=== DATA RECORDS ===

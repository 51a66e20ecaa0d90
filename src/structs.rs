use serde::{Deserialize, Serialize};
use serde_json::Value;
use sqlx::FromRow;

use crate::utils::deserialize_truthy;

#[derive(Deserialize, Serialize, Debug, Clone, FromRow)]
pub struct Usuario {
    pub id: i64,
    pub email: String,
    pub nombre: String,
    #[serde(skip_serializing, default)]
    pub pwd_hash: String,
    pub rol: String,
    pub rol_global: Option<String>,
    #[serde(deserialize_with = "deserialize_truthy", default)]
    pub es_propietario: bool,
    pub activo: bool,
    pub creado_en: String,
    pub actualizado_en: String,
}

#[derive(Deserialize, Debug)]
pub struct RegistroForm {
    pub email: String,
    pub nombre: String,
    pub password: String,
    pub password2: String,
    pub rol: Option<String>,
}

#[derive(Deserialize, Debug)]
pub struct LoginForm {
    pub email: String,
    pub password: String,
}

#[derive(Deserialize, Serialize, Debug, Clone, PartialEq, FromRow)]
pub struct Trabajador {
    pub id: i64,
    pub nombres: String,
    pub apellidos: String,
    pub email: String,
    pub ocupacion: String,
    pub departamento: String,
    pub ropera: i64,
    pub fecha_contratacion: String,
    pub activo: bool,
    pub creado_en: String,
    pub actualizado_en: String,
}

#[derive(Deserialize, Debug, Clone)]
pub struct TrabajadorForm {
    pub nombres: String,
    pub apellidos: String,
    pub email: String,
    pub ocupacion: String,
    pub departamento: String,
    pub ropera: i64,
    pub fecha_contratacion: String,
    pub activo: Option<bool>,
}

#[derive(Deserialize, Serialize, Debug, Clone, PartialEq, FromRow)]
pub struct Departamento {
    pub id: i64,
    pub nombre: String,
    pub creado_en: String,
}

#[derive(Deserialize, Debug)]
pub struct DepartamentoForm {
    pub nombre: String,
}

#[derive(Deserialize, Serialize, Debug, Clone, PartialEq, FromRow)]
pub struct Ocupacion {
    pub id: i64,
    pub nombre: String,
    pub departamento_id: Option<i64>,
    pub creado_en: String,
}

#[derive(Deserialize, Debug)]
pub struct OcupacionForm {
    pub nombre: String,
    pub departamento_id: Option<i64>,
}

#[derive(Deserialize, Serialize, Debug, Clone, PartialEq, FromRow)]
pub struct TipoHoja {
    pub id: i64,
    pub nombre: String,
    pub descripcion: Option<String>,
}

#[derive(Deserialize, Debug)]
pub struct TipoHojaForm {
    pub nombre: String,
    pub descripcion: Option<String>,
}

#[derive(Deserialize, Serialize, Debug, Clone, Copy, PartialEq, Eq, sqlx::Type)]
#[serde(rename_all = "lowercase")]
#[sqlx(rename_all = "lowercase")]
pub enum TipoCopia {
    Bn,
    Color,
}

impl TipoCopia {
    pub fn as_str(&self) -> &'static str {
        match self {
            TipoCopia::Bn => "bn",
            TipoCopia::Color => "color",
        }
    }
}

#[derive(Deserialize, Serialize, Debug, Clone, PartialEq, FromRow)]
pub struct Fotocopia {
    pub id: i64,
    pub cantidad: i64,
    pub multiplicador: i64,
    pub tipo: TipoCopia,
    pub doble_hoja: bool,
    pub tipo_hoja_id: Option<i64>,
    pub comentario: Option<String>,
    pub usuario_id: i64,
    pub registrado_en: String,
}

#[derive(Deserialize, Debug, Clone)]
pub struct FotocopiaForm {
    pub cantidad: i64,
    pub multiplicador: Option<i64>,
    pub tipo: TipoCopia,
    #[serde(default)]
    pub doble_hoja: bool,
    pub tipo_hoja_id: Option<i64>,
    pub comentario: Option<String>,
}

/// List row: the stored record plus the figures derived from it.
#[derive(Serialize, Debug, Clone, PartialEq)]
pub struct FotocopiaDetalle {
    #[serde(flatten)]
    pub fotocopia: Fotocopia,
    pub paginas: i64,
    pub hojas: i64,
}

/// Loose input for the live calculator; see `utils::coerce_int`.
#[derive(Deserialize, Debug, Default)]
pub struct CalculoForm {
    #[serde(default)]
    pub cantidad: Value,
    #[serde(default)]
    pub multiplicador: Value,
    #[serde(default)]
    pub doble_hoja: Value,
}

#[derive(Deserialize, Serialize, Debug, Clone, PartialEq, FromRow)]
pub struct PrecioConfig {
    pub precio_bn: f64,
    pub precio_color: f64,
    pub precio_hoja: f64,
    pub fotocopia_gracia_bn: i64,
    pub fotocopia_gracia_color: i64,
}

#[derive(Deserialize, Serialize, Debug, Clone, PartialEq, FromRow)]
pub struct InventarioItem {
    pub id: i64,
    pub nombre: String,
    pub descripcion: Option<String>,
    pub cantidad: i64,
    pub ubicacion: Option<String>,
    pub creado_en: String,
    pub actualizado_en: String,
}

#[derive(Deserialize, Debug, Clone)]
pub struct InventarioForm {
    pub nombre: String,
    pub descripcion: Option<String>,
    pub cantidad: i64,
    pub ubicacion: Option<String>,
}

#[derive(Deserialize, Debug, Default)]
pub struct RangoFechas {
    pub desde: Option<String>,
    pub hasta: Option<String>,
}

#[cfg(test)]
mod tests {
    use super::*;
    use serde_json::json;

    #[test]
    fn usuario_accepts_numeric_owner_flag() {
        let user: Usuario = serde_json::from_value(json!({
            "id": 3,
            "email": "dueno@example.com",
            "nombre": "Dueno",
            "rol": "empleado",
            "rol_global": null,
            "es_propietario": 1,
            "activo": true,
            "creado_en": "2025-01-01T00:00:00Z",
            "actualizado_en": "2025-01-01T00:00:00Z"
        }))
        .unwrap();
        assert!(user.es_propietario);
        assert!(serde_json::to_value(&user).unwrap().get("pwd_hash").is_none());
    }

    #[test]
    fn detalle_flattens_record() {
        let detalle = FotocopiaDetalle {
            fotocopia: Fotocopia {
                id: 1,
                cantidad: 9,
                multiplicador: 10,
                tipo: TipoCopia::Bn,
                doble_hoja: true,
                tipo_hoja_id: None,
                comentario: None,
                usuario_id: 1,
                registrado_en: "2025-03-01T10:00:00Z".into(),
            },
            paginas: 90,
            hojas: 50,
        };
        let value = serde_json::to_value(&detalle).unwrap();
        assert_eq!(value["tipo"], "bn");
        assert_eq!(value["hojas"], 50);
        assert_eq!(value["cantidad"], 9);
    }
}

===

--- TASK INSTRUCTIONS ---
Copy the entries exactly, leaving no line out.

--- PROBLEM SOLUTION ---
repository 51a66e20ecaa0d90
filename src/structs.rs
use serde::{Deserialize, Serialize};
use serde_json::Value;
use sqlx::FromRow;

use crate::utils::deserialize_truthy;

#[derive(Deserialize, Serialize, Debug, Clone, FromRow)]
pub struct Usuario {
    pub id: i64,
    pub email: String,
    pub nombre: String,
    #[serde(skip_serializing, default)]
    pub pwd_hash: String,
    pub rol: String,
    pub rol_global: Option<String>,
    #[serde(deserialize_with = "deserialize_truthy", default)]
    pub es_propietario: bool,
    pub activo: bool,
    pub creado_en: String,
    pub actualizado_en: String,
}

#[derive(Deserialize, Debug)]
pub struct RegistroForm {
    pub email: String,
    pub nombre: String,
    pub password: String,
    pub password2: String,
    pub rol: Option<String>,
}

#[derive(Deserialize, Debug)]
pub struct LoginForm {
    pub email: String,
    pub password: String,
}

#[derive(Deserialize, Serialize, Debug, Clone, PartialEq, FromRow)]
pub struct Trabajador {
    pub id: i64,
    pub nombres: String,
    pub apellidos: String,
    pub email: String,
    pub ocupacion: String,
    pub departamento: String,
    pub ropera: i64,
    pub fecha_contratacion: String,
    pub activo: bool,
    pub creado_en: String,
    pub actualizado_en: String,
}

#[derive(Deserialize, Debug, Clone)]
pub struct TrabajadorForm {
    pub nombres: String,
    pub apellidos: String,
    pub email: String,
    pub ocupacion: String,
    pub departamento: String,
    pub ropera: i64,
    pub fecha_contratacion: String,
    pub activo: Option<bool>,
}

#[derive(Deserialize, Serialize, Debug, Clone, PartialEq, FromRow)]
pub struct Departamento {
    pub id: i64,
    pub nombre: String,
    pub creado_en: String,
}

#[derive(Deserialize, Debug)]
pub struct DepartamentoForm {
    pub nombre: String,
}

#[derive(Deserialize, Serialize, Debug, Clone, PartialEq, FromRow)]
pub struct Ocupacion {
    pub id: i64,
    pub nombre: String,
    pub departamento_id: Option<i64>,
    pub creado_en: String,
}

#[derive(Deserialize, Debug)]
pub struct OcupacionForm {
    pub nombre: String,
    pub departamento_id: Option<i64>,
}

#[derive(Deserialize, Serialize, Debug, Clone, PartialEq, FromRow)]
pub struct TipoHoja {
    pub id: i64,
    pub nombre: String,
    pub descripcion: Option<String>,
}

#[derive(Deserialize, Debug)]
pub struct TipoHojaForm {
    pub nombre: String,
    pub descripcion: Option<String>,
}

#[derive(Deserialize, Serialize, Debug, Clone, Copy, PartialEq, Eq, sqlx::Type)]
#[serde(rename_all = "lowercase")]
#[sqlx(rename_all = "lowercase")]
pub enum TipoCopia {
    Bn,
    Color,
}

impl TipoCopia {
    pub fn as_str(&self) -> &'static str {
        match self {
            TipoCopia::Bn => "bn",
            TipoCopia::Color => "color",
        }
    }
}

#[derive(Deserialize, Serialize, Debug, Clone, PartialEq, FromRow)]
pub struct Fotocopia {
    pub id: i64,
    pub cantidad: i64,
    pub multiplicador: i64,
    pub tipo: TipoCopia,
    pub doble_hoja: bool,
    pub tipo_hoja_id: Option<i64>,
    pub comentario: Option<String>,
    pub usuario_id: i64,
    pub registrado_en: String,
}

#[derive(Deserialize, Debug, Clone)]
pub struct FotocopiaForm {
    pub cantidad: i64,
    pub multiplicador: Option<i64>,
    pub tipo: TipoCopia,
    #[serde(default)]
    pub doble_hoja: bool,
    pub tipo_hoja_id: Option<i64>,
    pub comentario: Option<String>,
}

/// List row: the stored record plus the figures derived from it.
#[derive(Serialize, Debug, Clone, PartialEq)]
pub struct FotocopiaDetalle {
    #[serde(flatten)]
    pub fotocopia: Fotocopia,
    pub paginas: i64,
    pub hojas: i64,
}

/// Loose input for the live calculator; see `utils::coerce_int`.
#[derive(Deserialize, Debug, Default)]
pub struct CalculoForm {
    #[serde(default)]
    pub cantidad: Value,
    #[serde(default)]
    pub multiplicador: Value,
    #[serde(default)]
    pub doble_hoja: Value,
}

#[derive(Deserialize, Serialize, Debug, Clone, PartialEq, FromRow)]
pub struct PrecioConfig {
    pub precio_bn: f64,
    pub precio_color: f64,
    pub precio_hoja: f64,
    pub fotocopia_gracia_bn: i64,
    pub fotocopia_gracia_color: i64,
}

#[derive(Deserialize, Serialize, Debug, Clone, PartialEq, FromRow)]
pub struct InventarioItem {
    pub id: i64,
    pub nombre: String,
    pub descripcion: Option<String>,
    pub cantidad: i64,
    pub ubicacion: Option<String>,
    pub creado_en: String,
    pub actualizado_en: String,
}

#[derive(Deserialize, Debug, Clone)]
pub struct InventarioForm {
    pub nombre: String,
    pub descripcion: Option<String>,
    pub cantidad: i64,
    pub ubicacion: Option<String>,
}

#[derive(Deserialize, Debug, Default)]
pub struct RangoFechas {
    pub desde: Option<String>,
    pub hasta: Option<String>,
}

#[cfg(test)]
mod tests {
    use super::*;
    use serde_json::json;

    #[test]
    fn usuario_accepts_numeric_owner_flag() {
        let user: Usuario = serde_json::from_value(json!({
            "id": 3,
            "email": "dueno@example.com",
            "nombre": "Dueno",
            "rol": "empleado",
            "rol_global": null,
            "es_propietario": 1,
            "activo": true,
            "creado_en": "2025-01-01T00:00:00Z",
            "actualizado_en": "2025-01-01T00:00:00Z"
        }))
        .unwrap();
        assert!(user.es_propietario);
        assert!(serde_json::to_value(&user).unwrap().get("pwd_hash").is_none());
    }

    #[test]
    fn detalle_flattens_record() {
        let detalle = FotocopiaDetalle {
            fotocopia: Fotocopia {
                id: 1,
                cantidad: 9,
                multiplicador: 10,
                tipo: TipoCopia::Bn,
                doble_hoja: true,
                tipo_hoja_id: None,
                comentario: None,
                usuario_id: 1,
                registrado_en: "2025-03-01T10:00:00Z".into(),
            },
            paginas: 90,
            hojas: 50,
        };
        let value = serde_json::to_value(&detalle).unwrap();
        assert_eq!(value["tipo"], "bn");
        assert_eq!(value["hojas"], 50);
        assert_eq!(value["cantidad"], 9);
    }
}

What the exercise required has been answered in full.